Humanitarian Corridors at the International Journalism Festival of Perugia

ITALIAN VERSION

Perugia (NEV), April 16, 2018 – Humanitarian Corridors in the Mediterranean Sea: Operations, Prospects, Media Representation, a totally sold-out panel held on April 15, 2018 at the Sala della Vaccara of the Palazzo dei Priori, during the 20th edition of the International Journalism Festival.

Laura Silvia Battaglia chaired the event. She underlined the ecumenical value of this pilot project that began more than two years ago thanks to the efforts of the Federation of Protestant Churches in Italy (FCEI), the Waldensian Board and the Comunity of Sant’Egidio. The panel pointed out how the actual media narrative about immigration – typically displaying the binomial “crime-security “contrasts with the “solidarity-security” binomial, shown by the humanitarian corridors. This contrast was also underlined by Gaëlle Courtens, the FCEI’s spokesperson.

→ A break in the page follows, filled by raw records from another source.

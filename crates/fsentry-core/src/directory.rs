//! Directory handle with a lazily loaded, never refreshed child cache.
//!
//! The first query that needs to know the children (`file_exists`,
//! `directory_exists`, `get_*`) lists the directory once. After that the
//! handle answers from its cache for the rest of its life: changes made on
//! disk afterwards, including children this same handle creates, are not
//! observed. Open a new handle to see the current state.
//!
//! Caches are per handle. Two handles over the same path load independently.

use indexmap::IndexSet;
use log::{debug, warn};

use crate::entry::{Entry, Located, Place};
use crate::error::{FsError, FsErrorKind, Result};
use crate::file::File;
use crate::filesystem::FileSystem;
use crate::types::{EntryKind, IfExists, IfNotExists};

/// Child names partitioned by kind, in enumeration order.
#[derive(Debug, Clone, Default)]
struct Children {
    files: IndexSet<String>,
    directories: IndexSet<String>,
}

/// Moves `Unloaded` -> `Loaded` once, never back.
#[derive(Debug, Clone, Default)]
enum ChildCache {
    #[default]
    Unloaded,
    Loaded(Children),
}

/// Handle to an existing directory.
#[derive(Debug, Clone)]
pub struct Directory {
    place: Place,
    cache: ChildCache,
}

impl Located for Directory {
    fn place(&self) -> &Place {
        &self.place
    }

    fn place_mut(&mut self) -> &mut Place {
        &mut self.place
    }
}

impl Entry for Directory {}

impl Directory {
    // -- static helpers --

    /// Whether `path` exists and is a directory.
    pub fn exists(fs: &FileSystem, path: &str) -> bool {
        fs.is_kind(path, EntryKind::Directory)
    }

    /// Final component of `path`.
    pub fn name_of(fs: &FileSystem, path: &str) -> String {
        fs.path_info(path).basename
    }

    /// Parent directory of `path`.
    pub fn location_of(fs: &FileSystem, path: &str) -> String {
        fs.path_info(path).location
    }

    // -- construction --

    /// Open a handle over an existing directory. Nothing is listed yet.
    pub fn open(fs: &FileSystem, path: &str) -> Result<Self> {
        if !Self::exists(fs, path) {
            return Err(FsError::does_not_exist(path));
        }
        Ok(Self {
            place: Place::from_path(fs, path),
            cache: ChildCache::Unloaded,
        })
    }

    /// Create a directory, resolving a collision by `if_exists`.
    ///
    /// `Overwrite` removes the existing directory non-recursively, so it fails
    /// with `CouldNotCreate` if the directory has children. `Open` on a missing
    /// path creates it. The parent must already exist.
    pub fn make(fs: &FileSystem, path: &str, if_exists: IfExists) -> Result<Self> {
        if Self::exists(fs, path) {
            match if_exists {
                IfExists::ThrowOnExists => return Err(FsError::already_exists(path)),
                IfExists::Open => return Self::open(fs, path),
                IfExists::Overwrite => {
                    debug!("overwriting directory {}", path);
                    fs.backend().remove_dir(path).map_err(|e| {
                        FsError::with_source(FsErrorKind::CouldNotCreate, path, e)
                    })?;
                }
            }
        }

        fs.backend()
            .create_dir(path)
            .map_err(|e| FsError::with_source(FsErrorKind::CouldNotCreate, path, e))?;
        debug!("created directory {}", path);
        Self::open(fs, path)
    }

    // -- child cache --

    pub fn is_loaded(&self) -> bool {
        matches!(self.cache, ChildCache::Loaded(_))
    }

    /// List the directory into the cache. A no-op once loaded.
    ///
    /// Each listed child is classified by querying its kind; children that are
    /// neither a regular file nor a directory (or vanished meanwhile) are
    /// skipped. On a listing failure the cache stays unloaded.
    pub fn load(&mut self) -> Result<()> {
        self.children().map(|_| ())
    }

    fn children(&mut self) -> Result<&Children> {
        if let ChildCache::Unloaded = self.cache {
            self.cache = ChildCache::Loaded(self.scan()?);
        }
        match &self.cache {
            ChildCache::Loaded(children) => Ok(children),
            ChildCache::Unloaded => Err(FsError::new(FsErrorKind::CouldNotRead, self.path())),
        }
    }

    fn scan(&self) -> Result<Children> {
        let path = self.path();
        let names = self
            .fs()
            .backend()
            .list(&path)
            .map_err(|e| FsError::with_source(FsErrorKind::CouldNotRead, path.clone(), e))?;

        let mut children = Children::default();
        for name in names {
            if name == "." || name == ".." {
                continue;
            }
            let child = self.fs().compose(&path, &name);
            match self.fs().backend().kind(&child) {
                Some(EntryKind::File) => {
                    children.files.insert(name);
                }
                Some(EntryKind::Directory) => {
                    children.directories.insert(name);
                }
                None => warn!("skipping {}: not a file or directory", child),
            }
        }

        debug!(
            "loaded {}: {} file(s), {} directory(ies)",
            path,
            children.files.len(),
            children.directories.len()
        );
        Ok(children)
    }

    /// Cached names of child files, in enumeration order.
    pub fn file_names(&mut self) -> Result<Vec<String>> {
        Ok(self.children()?.files.iter().cloned().collect())
    }

    /// Cached names of child directories, in enumeration order.
    pub fn directory_names(&mut self) -> Result<Vec<String>> {
        Ok(self.children()?.directories.iter().cloned().collect())
    }

    pub fn file_exists(&mut self, name: &str) -> Result<bool> {
        Ok(self.children()?.files.contains(name))
    }

    pub fn directory_exists(&mut self, name: &str) -> Result<bool> {
        Ok(self.children()?.directories.contains(name))
    }

    // -- child handles --

    /// Handle to the child file `name`.
    ///
    /// A cached file is opened. Otherwise `Create` creates it (opening it if
    /// it appeared on disk after the cache was loaded) and `ThrowOnMissing`
    /// fails with `DoesNotExist`. The cache is not updated either way.
    ///
    /// `name` must be a single component; anything else is rejected without
    /// touching the disk, as missing (`DoesNotExist`) or uncreatable
    /// (`CouldNotCreate`) depending on the policy.
    pub fn get_file(&mut self, name: &str, if_not_exists: IfNotExists) -> Result<File> {
        let child = self.checked_child_path(name, if_not_exists)?;
        if self.file_exists(name)? {
            return File::open(self.fs(), &child);
        }
        match if_not_exists {
            IfNotExists::Create => File::make(self.fs(), &child, IfExists::Open),
            IfNotExists::ThrowOnMissing => Err(FsError::does_not_exist(child)),
        }
    }

    /// Handle to the child directory `name`. Same policy as `get_file`.
    pub fn get_directory(&mut self, name: &str, if_not_exists: IfNotExists) -> Result<Directory> {
        let child = self.checked_child_path(name, if_not_exists)?;
        if self.directory_exists(name)? {
            return Directory::open(self.fs(), &child);
        }
        match if_not_exists {
            IfNotExists::Create => Directory::make(self.fs(), &child, IfExists::Open),
            IfNotExists::ThrowOnMissing => Err(FsError::does_not_exist(child)),
        }
    }

    /// Fresh handles for every cached child file, in enumeration order.
    ///
    /// A child removed from disk since the load fails with `DoesNotExist`.
    pub fn get_files(&mut self) -> Result<Vec<File>> {
        let path = self.path();
        let fs = self.fs().clone();
        self.children()?
            .files
            .iter()
            .map(|name| File::open(&fs, &fs.compose(&path, name)))
            .collect()
    }

    /// Fresh handles for every cached child directory, in enumeration order.
    pub fn get_directories(&mut self) -> Result<Vec<Directory>> {
        let path = self.path();
        let fs = self.fs().clone();
        self.children()?
            .directories
            .iter()
            .map(|name| Directory::open(&fs, &fs.compose(&path, name)))
            .collect()
    }

    fn checked_child_path(&self, name: &str, if_not_exists: IfNotExists) -> Result<String> {
        let child = self.fs().compose(&self.path(), name);
        if self.fs().is_component(name) {
            return Ok(child);
        }
        let kind = match if_not_exists {
            IfNotExists::ThrowOnMissing => FsErrorKind::DoesNotExist,
            IfNotExists::Create => FsErrorKind::CouldNotCreate,
        };
        Err(FsError::new(kind, child))
    }

    /// Remove the directory (must be empty), consuming the handle.
    pub fn delete(self) -> Result<()> {
        let path = self.path();
        self.fs()
            .backend()
            .remove_dir(&path)
            .map_err(|e| FsError::with_source(FsErrorKind::CouldNotRemove, path.clone(), e))?;
        debug!("deleted directory {}", path);
        Ok(())
    }
}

She introduced the genesis and management of this project, conceived to allow particularly vulnerable people to enter Italy via the Humanitarian Corridors. However, after more than two years of activities and following 18 flights from Lebanon as well as the opening of new humanitarian corridors from Ethiopia with the support of the Episcopal Conference and the Community of Sant’Egidio as well as the launch of similar projects in France and in Belgium, the idea that people in need of international protection could arrive via humanitarian visas – and not with those boats of death – is a reality that has not yet entered the collective imagination. Said Marta Santamato Cosentino, the author of the documentary “Portami via“. Ms. Santamato Cosentino who followed the Syrian Makawi family from Syria to Turin, quoted the figures of the “Carta di Roma” report and said that the news on immigration continue to treat good practices – such as legal and safe ways to enter, only marginally.

Una famiglia siriana scende dalla scaletta dell’aereo (foto: Federica Brizi)

According to Ms. Santamato Cosentino, the space dedicated by the media to stories and initiatives that propose alternative solutions to the “issue” of migratory flows is still too little: « We are witnessing an almost obsessive focus on immigration issues, always in terms of emergencies. But, once there is a virtuous and effective proposal, it is overlooked. It is revolutionary to see people getting off a plane, after having packed their bags.»

Gennaro Giudetti, a humanitarian operator of the Operazione Colomba project, who has lived in refugee camps set up by Syrians in northern Lebanon, pointed out the human relationship developed when living in direct contact with those who need everything. Mr. Giudetti is still in touch with a group of families welcomed into Trento. He had accompanied them on the flight from Beirut to Rome of February 29, 2016. And, he was also the one who rescued a young Nigerian mother, Sandra, holding her lifeless little child, Great; during an operation carried out by the NGO SeaWatch3 that was hampered by the Libyan Coast Guard.

During the International Journalism Festival in Perugia thousands of people participated to the 300 panels, workshops and events that ended on April 15, 2018.